Knowing the risks: Ecosystems and the new competition
"Go for it! Swap shares with Sam Bankman-Fried! Do whatever he wants to do! What could possibly go wrong?" admits Michael Lewis in the preface of his book Going Infinite. The risk from that statement is obvious. However, there is a new competitive risk that is much harder to see coming—the threats from the new ecosystem economy.
Borders between the traditional sectors of our economy are fading away. Instead of real estate, technology, financial services, or healthcare industries standing alone, new organizational structures are forming in their place [Alturi and Dietz 2023]. The result is one of the most significant market upheavals in economic history. A shift so revolutionary that it forces organizations to reorganize and collaborate with others to create value beyond what any single company could provide.
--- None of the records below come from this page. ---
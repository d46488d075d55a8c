//! Note draft: the state behind the create/edit form.
//!
//! A draft validates itself, owns the tag input rules, and guards its
//! fields against stale AI output. Each editable field carries a revision
//! counter that every edit bumps. An AI request captures the revision when
//! it starts ([`NoteDraft::begin_ai`]); its result is applied only if the
//! field is still at that revision ([`NoteDraft::apply_ai`]).

use serde::{Deserialize, Serialize};
use uuid::Uuid;

use crate::defaults::TITLE_MAX_CHARS;
use crate::error::{Error, Result};
use crate::models::{NewNote, Note, NoteUpdate};
use crate::tags;

/// Hint shown next to a disabled submit button.
pub const SUBMIT_HINT: &str = "Please fill in title, content, and at least one tag";

/// A single reason a draft cannot be submitted.
#[derive(Debug, Clone, Copy, PartialEq, Eq, Serialize)]
#[serde(rename_all = "snake_case")]
pub enum ValidationIssue {
    TitleRequired,
    TitleTooLong,
    ContentRequired,
    TagsRequired,
}

impl ValidationIssue {
    /// Field the issue belongs to.
    pub fn field(&self) -> &'static str {
        match self {
            ValidationIssue::TitleRequired | ValidationIssue::TitleTooLong => "title",
            ValidationIssue::ContentRequired => "content",
            ValidationIssue::TagsRequired => "tags",
        }
    }

    pub fn message(&self) -> String {
        match self {
            ValidationIssue::TitleRequired => "Title is required".to_string(),
            ValidationIssue::TitleTooLong => {
                format!("Title must be at most {} characters", TITLE_MAX_CHARS)
            }
            ValidationIssue::ContentRequired => "Content is required".to_string(),
            ValidationIssue::TagsRequired => "At least one tag is required".to_string(),
        }
    }
}

/// Draft fields that AI actions can write to.
#[derive(Debug, Clone, Copy, PartialEq, Eq, Hash)]
pub enum DraftField {
    Title,
    Content,
    Shorthand,
}

impl DraftField {
    fn index(self) -> usize {
        match self {
            DraftField::Title => 0,
            DraftField::Content => 1,
            DraftField::Shorthand => 2,
        }
    }
}

/// Captured field revision for a pending AI result.
#[derive(Debug, Clone, Copy, PartialEq, Eq)]
pub struct DraftTicket {
    field: DraftField,
    revision: u64,
}

/// Form state for creating or editing a note.
#[derive(Debug, Clone, Default, Serialize, Deserialize)]
pub struct NoteDraft {
    #[serde(default)]
    pub title: String,
    #[serde(default)]
    pub content: String,
    #[serde(default)]
    pub tags: Vec<String>,
    #[serde(default)]
    pub shorthand: String,
    #[serde(skip)]
    editing: Option<Uuid>,
    #[serde(skip)]
    revisions: [u64; 3],
}

impl NoteDraft {
    pub fn new() -> Self {
        Self::default()
    }

    /// Draft pre-filled from an existing note, submitting as an update.
    pub fn for_note(note: &Note) -> Self {
        Self {
            title: note.title.clone(),
            content: note.content.clone(),
            tags: note.tags.clone(),
            editing: Some(note.id),
            ..Self::default()
        }
    }

    /// Id of the note being edited, if any.
    pub fn editing_id(&self) -> Option<Uuid> {
        self.editing
    }

    pub fn set_title(&mut self, title: impl Into<String>) {
        self.title = title.into();
        self.bump(DraftField::Title);
    }

    pub fn set_content(&mut self, content: impl Into<String>) {
        self.content = content.into();
        self.bump(DraftField::Content);
    }

    pub fn set_shorthand(&mut self, shorthand: impl Into<String>) {
        self.shorthand = shorthand.into();
        self.bump(DraftField::Shorthand);
    }

    /// Add a tag from the tag input. Blank and duplicate tags are ignored.
    pub fn add_tag(&mut self, raw: &str) -> bool {
        tags::add_tag(&mut self.tags, raw)
    }

    pub fn remove_tag(&mut self, tag: &str) -> bool {
        tags::remove_tag(&mut self.tags, tag)
    }

    /// Every reason the draft cannot be submitted, in field order.
    pub fn validate(&self) -> Vec<ValidationIssue> {
        let mut issues = Vec::new();
        if self.title.trim().is_empty() {
            issues.push(ValidationIssue::TitleRequired);
        } else if self.title.trim().chars().count() > TITLE_MAX_CHARS {
            issues.push(ValidationIssue::TitleTooLong);
        }
        if self.content.trim().is_empty() {
            issues.push(ValidationIssue::ContentRequired);
        }
        if tags::sanitize_tags(&self.tags).is_empty() {
            issues.push(ValidationIssue::TagsRequired);
        }
        issues
    }

    /// Whether the submit action is enabled.
    pub fn can_submit(&self) -> bool {
        self.validate().is_empty()
    }

    /// Auto-title needs content to work from.
    pub fn can_auto_title(&self) -> bool {
        !self.content.trim().is_empty()
    }

    /// Expansion needs shorthand to work from.
    pub fn can_expand(&self) -> bool {
        !self.shorthand.trim().is_empty()
    }

    /// Fail with every validation message joined, or succeed.
    pub fn check(&self) -> Result<()> {
        let issues = self.validate();
        if issues.is_empty() {
            return Ok(());
        }
        let messages: Vec<String> = issues.iter().map(|i| i.message()).collect();
        Err(Error::InvalidInput(messages.join("; ")))
    }

    pub fn to_new_note(&self) -> Result<NewNote> {
        self.check()?;
        Ok(NewNote {
            title: self.title.trim().to_string(),
            content: self.content.clone(),
            tags: tags::sanitize_tags(&self.tags),
            created_at: None,
        })
    }

    pub fn to_update(&self) -> Result<NoteUpdate> {
        self.check()?;
        Ok(NoteUpdate {
            title: self.title.trim().to_string(),
            content: self.content.clone(),
            tags: tags::sanitize_tags(&self.tags),
        })
    }

    /// Reset to an empty create-mode draft.
    pub fn clear(&mut self) {
        let revisions = self.revisions;
        *self = Self::default();
        // keep counters monotonic so outstanding tickets stay stale
        self.revisions = revisions;
        for field in [DraftField::Title, DraftField::Content, DraftField::Shorthand] {
            self.bump(field);
        }
    }

    /// Start an AI action that will write to `field`.
    pub fn begin_ai(&self, field: DraftField) -> DraftTicket {
        DraftTicket {
            field,
            revision: self.revisions[field.index()],
        }
    }

    /// Apply AI output if the field was not edited since `ticket` was taken.
    ///
    /// Returns `false` and leaves the draft untouched for a stale ticket.
    pub fn apply_ai(&mut self, ticket: DraftTicket, text: impl Into<String>) -> bool {
        if self.revisions[ticket.field.index()] != ticket.revision {
            return false;
        }
        match ticket.field {
            DraftField::Title => self.set_title(text),
            DraftField::Content => self.set_content(text),
            DraftField::Shorthand => self.set_shorthand(text),
        }
        true
    }

    fn bump(&mut self, field: DraftField) {
        self.revisions[field.index()] += 1;
    }
}

#[cfg(test)]
mod tests {
    use super::*;
    use chrono::Utc;

    fn valid_draft() -> NoteDraft {
        let mut draft = NoteDraft::new();
        draft.set_title("Groceries");
        draft.set_content("milk, eggs");
        draft.add_tag("home");
        draft
    }

    #[test]
    fn test_valid_draft_can_submit() {
        let draft = valid_draft();
        assert!(draft.validate().is_empty());
        assert!(draft.can_submit());
    }

    #[test]
    fn test_empty_draft_reports_every_field() {
        let draft = NoteDraft::new();
        assert_eq!(
            draft.validate(),
            vec![
                ValidationIssue::TitleRequired,
                ValidationIssue::ContentRequired,
                ValidationIssue::TagsRequired,
            ]
        );
        assert!(!draft.can_submit());
    }

    #[test]
    fn test_whitespace_only_fields_are_missing() {
        let mut draft = valid_draft();
        draft.set_title("   ");
        draft.set_content("\n\t");
        let issues = draft.validate();
        assert!(issues.contains(&ValidationIssue::TitleRequired));
        assert!(issues.contains(&ValidationIssue::ContentRequired));
        assert!(!issues.contains(&ValidationIssue::TagsRequired));
    }

    #[test]
    fn test_missing_tags_blocks_submit() {
        let mut draft = valid_draft();
        draft.remove_tag("home");
        assert_eq!(draft.validate(), vec![ValidationIssue::TagsRequired]);
        assert_eq!(
            draft.validate()[0].message(),
            "At least one tag is required"
        );
    }

    #[test]
    fn test_title_length_limit() {
        let mut draft = valid_draft();
        draft.set_title("x".repeat(TITLE_MAX_CHARS));
        assert!(draft.can_submit());
        draft.set_title("x".repeat(TITLE_MAX_CHARS + 1));
        assert_eq!(draft.validate(), vec![ValidationIssue::TitleTooLong]);
    }

    #[test]
    fn test_title_limit_ignores_surrounding_whitespace() {
        let mut draft = valid_draft();
        draft.set_title(format!("  {}  ", "x".repeat(TITLE_MAX_CHARS - 1)));
        assert!(draft.validate().is_empty());
        assert_eq!(
            draft.to_new_note().unwrap().title.chars().count(),
            TITLE_MAX_CHARS - 1
        );
    }

    #[test]
    fn test_check_joins_messages() {
        let err = NoteDraft::new().check().unwrap_err();
        let msg = err.to_string();
        assert!(msg.contains("Title is required"));
        assert!(msg.contains("Content is required"));
        assert!(msg.contains("At least one tag is required"));
    }

    #[test]
    fn test_to_new_note_sanitizes_tags() {
        let mut draft = valid_draft();
        draft.tags.push(" home ".to_string());
        draft.tags.push("".to_string());
        let new_note = draft.to_new_note().unwrap();
        assert_eq!(new_note.tags, vec!["home"]);
        assert!(new_note.created_at.is_none());
    }

    #[test]
    fn test_for_note_targets_update() {
        let note = Note {
            id: Uuid::new_v4(),
            title: "Old".into(),
            content: "body".into(),
            tags: vec!["x".into()],
            created_at: Utc::now(),
            embedding: None,
        };
        let draft = NoteDraft::for_note(&note);
        assert_eq!(draft.editing_id(), Some(note.id));
        assert_eq!(draft.to_update().unwrap().title, "Old");
    }

    #[test]
    fn test_clear_resets_fields() {
        let mut draft = valid_draft();
        draft.set_shorthand("- a\n- b");
        draft.clear();
        assert!(draft.title.is_empty());
        assert!(draft.content.is_empty());
        assert!(draft.tags.is_empty());
        assert!(draft.shorthand.is_empty());
        assert!(draft.editing_id().is_none());
    }

    #[test]
    fn test_ai_result_applies_to_untouched_field() {
        let mut draft = valid_draft();
        let ticket = draft.begin_ai(DraftField::Title);
        assert!(draft.apply_ai(ticket, "Weekly Groceries"));
        assert_eq!(draft.title, "Weekly Groceries");
    }

    #[test]
    fn test_stale_ai_result_does_not_clobber_user_edit() {
        let mut draft = valid_draft();
        let ticket = draft.begin_ai(DraftField::Title);
        draft.set_title("My own title");
        assert!(!draft.apply_ai(ticket, "Generated title"));
        assert_eq!(draft.title, "My own title");
    }

    #[test]
    fn test_ticket_is_single_use() {
        let mut draft = valid_draft();
        let ticket = draft.begin_ai(DraftField::Content);
        assert!(draft.apply_ai(ticket, "first"));
        assert!(!draft.apply_ai(ticket, "second"));
        assert_eq!(draft.content, "first");
    }

    #[test]
    fn test_clear_invalidates_outstanding_tickets() {
        let mut draft = valid_draft();
        let ticket = draft.begin_ai(DraftField::Content);
        draft.clear();
        assert!(!draft.apply_ai(ticket, "late"));
        assert!(draft.content.is_empty());
    }

    #[test]
    fn test_ai_preconditions() {
        let mut draft = NoteDraft::new();
        assert!(!draft.can_auto_title());
        assert!(!draft.can_expand());
        draft.set_content("text");
        draft.set_shorthand("- bullet");
        assert!(draft.can_auto_title());
        assert!(draft.can_expand());
    }

    #[test]
    fn test_deserialize_from_form_json() {
        let draft: NoteDraft =
            serde_json::from_str(r#"{"title":"T","content":"C","tags":["a"]}"#).unwrap();
        assert!(draft.can_submit());
        assert!(draft.shorthand.is_empty());
    }
}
These alliances are about collectively creating and sharing value in the best interest of the customer—a supermarket approach to business where everything needed is under one roof [Alturi and Dietz 2023]. In the past, dry goods sold grains, a milkman sold milk, meat came from the butcher shop, and produce was bought from the greengrocer. By combining everything into a single shopping experience, the one-stop appeal of the supermarket overwhelmed the competition.
The ecosystem approach
An ecosystem is created when an organization makes, partners with, merges, or buys another company in a separate but complementary industry. For example, Apple goes beyond computers and even electronics. Today, the company offers credit cards, operates the App Store, and sells digital storage. Amazon, in turn, provides computing resources, runs a grocery store, and owns a movie studio. Microsoft has a stake in media, manufactures electronics, and runs branded retail stores. Even Google goes beyond search with phones, computing resources, and software as a service (SaaS) offerings for business.
Most of today's ecosystem champions began expanding into the digital world [Alturi and Dietz 2023]. Apple partnered with Goldman Sachs to provide credit cards to their 1.46 billion phone customers [Shewale 2023]. Soon after, the partnership launched a savings account with a high-yield APY of 4.15%, ten times the national average. Google did something similar with internet service at 1GB speeds when competitors could barely provide half of that.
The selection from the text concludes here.